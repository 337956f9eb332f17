//! [`SessionManager`] for stateless mode: every call fails, since stateless
//! mode never routes through session state at all (see
//! `StreamableHttpServerConfig::stateful_mode` and the service's stateless
//! POST handling, which never consults the session manager).

use std::convert::Infallible;

use futures::Stream;

use super::{ServerSseMessage, SessionId, SessionManager};
use crate::{
    RoleServer,
    model::{ClientJsonRpcMessage, ServerJsonRpcMessage},
    transport::Transport,
};

/// A [`Transport`] that never yields anything - `NeverSessionManager` never
/// actually constructs one, but the associated type still needs a concrete
/// inhabitant.
pub struct NeverTransport(Infallible);

impl Transport<RoleServer> for NeverTransport {
    type Error = Infallible;

    async fn send(&mut self, _item: ServerJsonRpcMessage) -> Result<(), Self::Error> {
        match self.0 {}
    }

    async fn receive(&mut self) -> Option<ClientJsonRpcMessage> {
        match self.0 {}
    }
}

/// Rejects every session operation. Plug in when
/// [`StreamableHttpServerConfig::stateful_mode`](super::super::StreamableHttpServerConfig)
/// is `false` and the service is never expected to touch session state.
#[derive(Debug, Default, Clone, Copy)]
pub struct NeverSessionManager;

impl SessionManager for NeverSessionManager {
    type Error = std::io::Error;
    type Transport = NeverTransport;

    async fn create_session(&self) -> Result<(SessionId, Self::Transport), Self::Error> {
        Err(std::io::Error::other("sessions are disabled"))
    }

    async fn initialize_session(
        &self,
        _id: &SessionId,
        _message: ClientJsonRpcMessage,
    ) -> Result<ServerJsonRpcMessage, Self::Error> {
        Err(std::io::Error::other("sessions are disabled"))
    }

    async fn has_session(&self, _id: &SessionId) -> Result<bool, Self::Error> {
        Ok(false)
    }

    async fn close_session(&self, _id: &SessionId) -> Result<(), Self::Error> {
        Ok(())
    }

    async fn create_stream(
        &self,
        _id: &SessionId,
        _message: ClientJsonRpcMessage,
    ) -> Result<impl Stream<Item = ServerSseMessage> + Send + Sync + 'static, Self::Error> {
        Err::<futures::stream::Empty<ServerSseMessage>, _>(std::io::Error::other(
            "sessions are disabled",
        ))
    }

    async fn accept_message(
        &self,
        _id: &SessionId,
        _message: ClientJsonRpcMessage,
    ) -> Result<(), Self::Error> {
        Err(std::io::Error::other("sessions are disabled"))
    }

    async fn create_standalone_stream(
        &self,
        _id: &SessionId,
    ) -> Result<impl Stream<Item = ServerSseMessage> + Send + Sync + 'static, Self::Error> {
        Err::<futures::stream::Empty<ServerSseMessage>, _>(std::io::Error::other(
            "sessions are disabled",
        ))
    }

    async fn resume(
        &self,
        _id: &SessionId,
        _last_event_id: String,
    ) -> Result<impl Stream<Item = ServerSseMessage> + Send + Sync + 'static, Self::Error> {
        Err::<futures::stream::Empty<ServerSseMessage>, _>(std::io::Error::other(
            "sessions are disabled",
        ))
    }
}
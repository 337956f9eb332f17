use std::{collections::HashMap, sync::Arc};

use rmcp::{
    RoleServer, ServerHandler, Service,
    handler::server::{
        router::{
            Router,
            tool::{CallToolHandlerExt, ToolRoute, ToolRouter},
        },
        tool::{Parameters, schema_for_type},
    },
    model::{Extensions, Tool},
};

#[derive(Debug, Default)]
pub struct TestHandler<T: 'static = ()> {
    pub _marker: std::marker::PhantomData<fn(*const T)>,
}

impl<T: 'static> ServerHandler for TestHandler<T> {}
#[derive(Debug, schemars::JsonSchema, serde::Deserialize, serde::Serialize)]
pub struct Request {
    pub fields: HashMap<String, String>,
}

#[derive(Debug, schemars::JsonSchema, serde::Deserialize, serde::Serialize)]
pub struct Sum {
    pub a: i32,
    pub b: i32,
}

impl<T> TestHandler<T> {
    async fn async_method(self: Arc<Self>, Parameters(Request { fields }): Parameters<Request>) {
        drop(fields)
    }
    fn sync_method(&self, Parameters(Request { fields }): Parameters<Request>) {
        drop(fields)
    }
}

fn sync_function(Parameters(Request { fields }): Parameters<Request>) {
    drop(fields)
}

// #[rmcp(tool(description = "async method", parameters = Request, name = "async_method"))]
//    ^
//    |_____ this is a macro will generates a function with the same name but return ToolRoute<TestHandler>
fn async_function<T>(
    _callee: Arc<TestHandler<T>>,
    Parameters(Request { fields }): Parameters<Request>,
) {
    drop(fields)
}

fn attr_generator_fn<S: Send + Sync + 'static>() -> ToolRoute<S> {
    ToolRoute::new(
        Tool::new(
            "sync_method_from_generator_fn",
            "a sync method tool",
            schema_for_type::<Request>(),
        ),
        sync_function,
    )
}

fn assert_service<S: Service<RoleServer>>(service: S) {
    drop(service);
}

#[test]
fn test_tool_router() {
    let test_handler = TestHandler::<()>::default();
    fn tool(name: &'static str) -> Tool {
        Tool::new(name, name, schema_for_type::<Request>())
    }
    let tool_router = ToolRouter::<TestHandler<()>>::new()
        .with(tool("sync_method"), TestHandler::sync_method)
        .with(tool("async_method"), TestHandler::async_method)
        .with(tool("sync_function"), sync_function)
        .with(tool("async_function"), async_function);

    let router = Router::new(test_handler)
        .with_tool(
            TestHandler::sync_method
                .name("sync_method")
                .description("a sync method tool")
                .parameters::<Request>(),
        )
        .with_tool(
            (|Parameters(Sum { a, b }): Parameters<Sum>| (a + b).to_string())
                .name("add")
                .parameters::<Sum>(),
        )
        .with_tool(attr_generator_fn)
        .with_tools(tool_router);
    assert_service(router);
}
- - - -
- **Exercise brief**
Every line holding the string "derive" should be copied here, so please find those lines in the data.

- **Response area**
#[derive(Debug, Default, Clone, Copy)]
#[derive(Debug, Default)]
#[derive(Debug, schemars::JsonSchema, serde::Deserialize, serde::Serialize)]
#[derive(Debug, schemars::JsonSchema, serde::Deserialize, serde::Serialize)]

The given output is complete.